I like people pictures best. It fell on deaf ears at the time, but I thought Polaroid's advertising and sales promotion should promote true-to-life people pictures that had been taken with off-the-shelf cameras instead of using models grimacing in phony ecstasy at being photographed with Polaroid backs on high-end professional hardware made in Germany and Japan. This photo is of my daughter which I took with a Polaroid Colorpack II. I didn't use umbrellas or fancy reflectors to manipulate the light, nor did I have special film from the Polaroid lab that the professionals always got for their shoots.

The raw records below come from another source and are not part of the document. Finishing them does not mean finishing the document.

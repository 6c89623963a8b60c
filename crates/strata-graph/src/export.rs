//! Standalone export document.
//!
//! A template carries two placeholder markers that are replaced by the JSON
//! encodings of the snapshot's nodes and edges. The bundled template is a
//! self-contained HTML page; callers may supply their own.

use crate::graph::GraphSnapshot;
use std::io::{self, Write};
use thiserror::Error;
use tracing::debug;

/// Replaced by the JSON array of nodes.
pub const NODES_PLACEHOLDER: &str = "__STRATA_NODES__";

/// Replaced by the JSON array of edges.
pub const EDGES_PLACEHOLDER: &str = "__STRATA_EDGES__";

/// The bundled HTML viewer.
pub const DEFAULT_TEMPLATE: &str = include_str!("../templates/graph.html");

#[derive(Error, Debug)]
pub enum ExportError {
    #[error("Serialization error: {0}")]
    Json(#[from] serde_json::Error),

    #[error("I/O error: {0}")]
    Io(#[from] io::Error),

    #[error("template has no {0} placeholder")]
    MissingPlaceholder(&'static str),
}

/// Substitutes the snapshot into `template`.
pub fn render(snapshot: &GraphSnapshot, template: &str) -> Result<String, ExportError> {
    for placeholder in [NODES_PLACEHOLDER, EDGES_PLACEHOLDER] {
        if !template.contains(placeholder) {
            return Err(ExportError::MissingPlaceholder(placeholder));
        }
    }

    let nodes = script_safe_json(&snapshot.nodes)?;
    let edges = script_safe_json(&snapshot.edges)?;

    debug!(
        "Rendering export with {} nodes and {} edges",
        snapshot.nodes.len(),
        snapshot.edges.len()
    );

    // Single pass over the template; inserted JSON is never rescanned.
    let substitutions = [
        (NODES_PLACEHOLDER, nodes.as_str()),
        (EDGES_PLACEHOLDER, edges.as_str()),
    ];
    let mut out = String::with_capacity(template.len() + nodes.len() + edges.len());
    let mut rest = template;

    while let Some((at, marker, value)) = substitutions
        .iter()
        .filter_map(|(marker, value)| rest.find(marker).map(|at| (at, *marker, *value)))
        .min_by_key(|(at, _, _)| *at)
    {
        out.push_str(&rest[..at]);
        out.push_str(value);
        rest = &rest[at + marker.len()..];
    }
    out.push_str(rest);

    Ok(out)
}

/// Renders the snapshot into `template` and writes it out.
pub fn write_document(
    snapshot: &GraphSnapshot,
    template: &str,
    mut output: impl Write,
) -> Result<(), ExportError> {
    let rendered = render(snapshot, template)?;
    output.write_all(rendered.as_bytes())?;
    output.flush()?;
    Ok(())
}

// Embedded inside <script>, so "</" must not appear literally.
fn script_safe_json<T: serde::Serialize>(value: &T) -> Result<String, ExportError> {
    Ok(serde_json::to_string(value)?.replace("</", "<\\/"))
}

#[cfg(test)]
mod tests {
    use super::*;
    use crate::edge::GraphEdge;
    use crate::node::GraphNode;

    fn snapshot() -> GraphSnapshot {
        GraphSnapshot {
            nodes: vec![GraphNode::new("0-0", "Animal"), GraphNode::new("0-1", "</script>")],
            edges: vec![GraphEdge::new("0-0", "0-1")],
        }
    }

    #[test]
    fn test_render_substitutes_placeholders() {
        let out = render(&snapshot(), "N=__STRATA_NODES__;E=__STRATA_EDGES__").unwrap();

        assert!(out.contains(r#""displayName":"Animal""#));
        assert!(out.contains(r#"E=[{"source":"0-0","target":"0-1"}]"#));
        assert!(!out.contains(NODES_PLACEHOLDER));
        assert!(!out.contains("</script>"));
    }

    #[test]
    fn test_class_named_like_a_marker() {
        for name in [NODES_PLACEHOLDER, EDGES_PLACEHOLDER] {
            let snapshot = GraphSnapshot {
                nodes: vec![GraphNode::new("0-0", name)],
                edges: vec![GraphEdge::new("0-0", "0-0")],
            };

            let out = render(&snapshot, "N=__STRATA_NODES__\nE=__STRATA_EDGES__").unwrap();
            let (nodes, edges) = out.split_once('\n').unwrap();

            let nodes: Vec<GraphNode> =
                serde_json::from_str(nodes.trim_start_matches("N=")).unwrap();
            let edges: Vec<GraphEdge> =
                serde_json::from_str(edges.trim_start_matches("E=")).unwrap();
            assert_eq!(nodes[0].display_name, name);
            assert_eq!(edges, snapshot.edges);
        }
    }

    #[test]
    fn test_repeated_markers_are_all_replaced() {
        let template = "__STRATA_EDGES__|__STRATA_NODES__|__STRATA_EDGES__";
        let out = render(&snapshot(), template).unwrap();
        assert_eq!(out.matches(r#"{"source":"0-0","target":"0-1"}"#).count(), 2);
        assert!(!out.contains(EDGES_PLACEHOLDER));
    }

    #[test]
    fn test_missing_placeholder() {
        let err = render(&snapshot(), "only __STRATA_NODES__").unwrap_err();
        assert!(matches!(err, ExportError::MissingPlaceholder(EDGES_PLACEHOLDER)));
    }

    #[test]
    fn test_default_template_round_trip() {
        let mut buf = Vec::new();
        write_document(&snapshot(), DEFAULT_TEMPLATE, &mut buf).unwrap();
        let html = String::from_utf8(buf).unwrap();

        assert!(html.starts_with("<!DOCTYPE html>"));
        assert!(html.contains("const edges = [{"));
    }

    #[test]
    fn test_write_to_file() {
        let dir = tempfile::tempdir().unwrap();
        let path = dir.path().join("graph.html");
        let file = std::fs::File::create(&path).unwrap();

        write_document(&snapshot(), DEFAULT_TEMPLATE, file).unwrap();

        assert!(std::fs::read_to_string(&path).unwrap().contains("Animal"));
    }
}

My son, a Boston Red Sox fan, taken with the same Colorpack II camera and black-and-white film. He's standing against a painted particle board wall in my workshop. The lighting is from an overhead skylight.
Their mother, photographed with the same Colorpack II, in Copenhagen on a rainy day.
The Colorpack II was also good for long shots. This is a street in the picturesque town of Dragor in Denmark. Distance was set for 50 feet.
As a graphic designer I was overwhelmed by the ancient carving of letterforms that I found in Rome. Also taken with a Colorpack II.
Plastic camera, plastic lens, and fine sharp output, far superior in my opinion to the one-piece spin-offs of the SX-70 that could produce only color photos with far less resolution or accurate color.